4. Matt: Shazam. I didn’t see the shazam movie but my dad and brother did and they said it was very funny and all the trailors looked like it had a lot of fun himbo energy and i really think that fits. in terms of matching himbo disaster energy i think i’ve heard good things about comics hawkeye (not mcu). thor?
5. Aaron: Mr. Fantastic. now this might be a stretch but aaron is a character who uses a skin-deep veneer of anger to cover the fact that he’s actually quite pliant and bends to other people’s wills. and he’s a doctor or w/e. he could alse be like,, antman. he’s smart right? hank pym not paul rudd. katelyn can be wasp
6. Seth: Arm Fall Off Boy. no i will not elaborate.             ..... ugh fine, but i'm using my favorite piece of superhero media of all time: x-men evolution, the one where they're all teenagers in public high school. seth can be lance alvers/avalanche who’s a bit of a jerk and has a lot of issues with authority and has a rivalry with cyclops very reminiscent of seth with kevin, but still there’s the recurring theme that he’s lashing out because of low self-esteem and a bad situation and he’s a surprisingly sympathetic character who i’m very fond of. his power is earthquakes but i think the name makes that pretty self-explanatory
7. Allison: Iron Man. cocky, bitchy, and rich rich rich. sounds like allison to me. then to elevate it a level higher: emma frost, rich bitch extraordinaire. also if allison had telepathic powers she would be unstoppable. plus one more bitchy, morally-gray blonde (but chaotic this time): Harley Quinn
8. Nicky: Okay so I do wanna give a quick shout-out to Northstar, the first openly gay comicbook superhero, who’s a speedster which I’d actually say fits Nicky pretty well.
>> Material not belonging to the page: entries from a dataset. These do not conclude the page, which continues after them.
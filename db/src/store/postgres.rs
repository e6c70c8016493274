use async_trait::async_trait;
use sqlx::{PgPool, Postgres};
use uuid::Uuid;

use super::{terminal_codes, JobStore};
use crate::dtos::{ExecutionUnit, Job, JobSignal, Phase, UnitState};
use crate::entities::{JobRow, UnitRow};
use crate::StoreError;

const JOB_COLUMNS: &str = "id, key, name, phase, execution_kind, stage, idle_after, signal, \
     progress, failure, created_at, started_at, finished_at";

const UNIT_COLUMNS: &str = "id, job_id, stage, backend, external_id, desired_state, \
     observed_state, task_handle, started_at, stopped_at, exit_code, progress, log, fault, \
     mismatch_cycles, remediation, created_at";

#[derive(Clone)]
pub struct PgJobStore {
    pool: PgPool,
}

impl PgJobStore {
    pub fn new(pool: PgPool) -> Self {
        Self { pool }
    }
}

#[async_trait]
impl JobStore for PgJobStore {
    async fn jobs_in_run_order(&self) -> Result<Vec<JobRow>, StoreError> {
        let rows = sqlx::query_as::<Postgres, JobRow>(&format!(
            "SELECT {JOB_COLUMNS} FROM jobs WHERE phase <> ALL($1) \
             ORDER BY started_at ASC NULLS LAST, key ASC"
        ))
        .bind(terminal_codes().to_vec())
        .fetch_all(&self.pool)
        .await?;

        Ok(rows)
    }

    async fn active_units(&self) -> Result<Vec<UnitRow>, StoreError> {
        let rows = sqlx::query_as::<Postgres, UnitRow>(&format!(
            "SELECT {UNIT_COLUMNS} FROM execution_units \
             WHERE observed_state <> $1 \
                OR desired_state NOT IN ($1, $2) \
             ORDER BY created_at ASC, id ASC"
        ))
        .bind(UnitState::NonExistent.as_str())
        .bind(UnitState::Exited.as_str())
        .fetch_all(&self.pool)
        .await?;

        Ok(rows)
    }

    async fn units_with_task_handle(&self) -> Result<Vec<UnitRow>, StoreError> {
        let rows = sqlx::query_as::<Postgres, UnitRow>(&format!(
            "SELECT {UNIT_COLUMNS} FROM execution_units WHERE task_handle IS NOT NULL"
        ))
        .fetch_all(&self.pool)
        .await?;

        Ok(rows)
    }

    async fn find_job(&self, id: Uuid) -> Result<Option<JobRow>, StoreError> {
        let row = sqlx::query_as::<Postgres, JobRow>(&format!(
            "SELECT {JOB_COLUMNS} FROM jobs WHERE id = $1"
        ))
        .bind(id)
        .fetch_optional(&self.pool)
        .await?;

        Ok(row)
    }

    async fn insert_job(&self, job: &Job) -> Result<Job, StoreError> {
        let row = JobRow::from(job);
        let key: i64 = sqlx::query_scalar(
            "INSERT INTO jobs (id, name, phase, execution_kind, stage, idle_after, signal, \
             progress, failure, created_at, started_at, finished_at) \
             VALUES ($1, $2, $3, $4, $5, $6, $7, $8, $9, $10, $11, $12) RETURNING key",
        )
        .bind(row.id)
        .bind(&row.name)
        .bind(row.phase)
        .bind(&row.execution_kind)
        .bind(&row.stage)
        .bind(&row.idle_after)
        .bind(&row.signal)
        .bind(row.progress)
        .bind(&row.failure)
        .bind(row.created_at)
        .bind(row.started_at)
        .bind(row.finished_at)
        .fetch_one(&self.pool)
        .await?;

        let mut job = job.clone();
        job.key = key;
        Ok(job)
    }

    async fn save_job(&self, job: &Job) -> Result<(), StoreError> {
        let row = JobRow::from(job);
        let result = sqlx::query(
            "UPDATE jobs SET name = $2, phase = $3, execution_kind = $4, stage = $5, \
             idle_after = $6, signal = $7, progress = $8, failure = $9, started_at = $10, \
             finished_at = $11 WHERE id = $1",
        )
        .bind(row.id)
        .bind(&row.name)
        .bind(row.phase)
        .bind(&row.execution_kind)
        .bind(&row.stage)
        .bind(&row.idle_after)
        .bind(&row.signal)
        .bind(row.progress)
        .bind(&row.failure)
        .bind(row.started_at)
        .bind(row.finished_at)
        .execute(&self.pool)
        .await?;

        if result.rows_affected() == 0 {
            return Err(StoreError::NotFound {
                entity: "job",
                id: job.id.to_string(),
            });
        }

        Ok(())
    }

    async fn insert_unit(&self, unit: &ExecutionUnit) -> Result<(), StoreError> {
        let row = UnitRow::from(unit);
        sqlx::query(&format!(
            "INSERT INTO execution_units ({UNIT_COLUMNS}) VALUES \
             ($1, $2, $3, $4, $5, $6, $7, $8, $9, $10, $11, $12, $13, $14, $15, $16, $17)"
        ))
        .bind(row.id)
        .bind(row.job_id)
        .bind(&row.stage)
        .bind(&row.backend)
        .bind(&row.external_id)
        .bind(&row.desired_state)
        .bind(&row.observed_state)
        .bind(row.task_handle)
        .bind(row.started_at)
        .bind(row.stopped_at)
        .bind(row.exit_code)
        .bind(row.progress)
        .bind(&row.log)
        .bind(&row.fault)
        .bind(row.mismatch_cycles)
        .bind(&row.remediation)
        .bind(row.created_at)
        .execute(&self.pool)
        .await?;

        Ok(())
    }

    async fn save_unit(&self, unit: &ExecutionUnit) -> Result<(), StoreError> {
        let row = UnitRow::from(unit);
        let result = sqlx::query(
            "UPDATE execution_units SET external_id = $2, desired_state = $3, \
             observed_state = $4, task_handle = $5, started_at = $6, stopped_at = $7, \
             exit_code = $8, progress = $9, log = $10, fault = $11, mismatch_cycles = $12, \
             remediation = $13 WHERE id = $1",
        )
        .bind(row.id)
        .bind(&row.external_id)
        .bind(&row.desired_state)
        .bind(&row.observed_state)
        .bind(row.task_handle)
        .bind(row.started_at)
        .bind(row.stopped_at)
        .bind(row.exit_code)
        .bind(row.progress)
        .bind(&row.log)
        .bind(&row.fault)
        .bind(row.mismatch_cycles)
        .bind(&row.remediation)
        .execute(&self.pool)
        .await?;

        if result.rows_affected() == 0 {
            return Err(StoreError::NotFound {
                entity: "execution unit",
                id: unit.id.to_string(),
            });
        }

        Ok(())
    }

    async fn set_signal(&self, id: Uuid, signal: Option<JobSignal>) -> Result<bool, StoreError> {
        let result = sqlx::query("UPDATE jobs SET signal = $2 WHERE id = $1")
            .bind(id)
            .bind(signal.map(JobSignal::as_str))
            .execute(&self.pool)
            .await?;

        Ok(result.rows_affected() > 0)
    }

    async fn set_phase(&self, id: Uuid, phase: Phase) -> Result<bool, StoreError> {
        let result = sqlx::query("UPDATE jobs SET phase = $2 WHERE id = $1")
            .bind(id)
            .bind(phase.code())
            .execute(&self.pool)
            .await?;

        Ok(result.rows_affected() > 0)
    }
}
However, if i had to choose a superhero to represent nicky in presence and powers it would have to be Jubilee from x-men (... from what i’ve heard lol. i’ve never actually consumed any of her Media hahaha anyway) she’s a joyful, energetic presence and her powers are setting off fireworks which i think is a good balance of nicky being a supportive cousin-parent AND a chaotic train wreck garbage trash man. also gonna throw in johnny storm for a cheap 'flaming' joke
9. Renee: Thunder/Blackbird from Black Lightning bc she’s a fufkin lesbian lol. (i don’t watch the show but i do follow nafessa williams’s tag). now the fr ones i’m gonna do together because to me they have the same Vibes so i chose them for the same reasons. Wonder Woman and Storm who to me have the same  reserved, impartial, regal energy. honestly ethereal and somewhat otherwordly, and quite literally goddesses. also op as hell.  black widow and her “red in my leger” looking for redemption story also fits thematically.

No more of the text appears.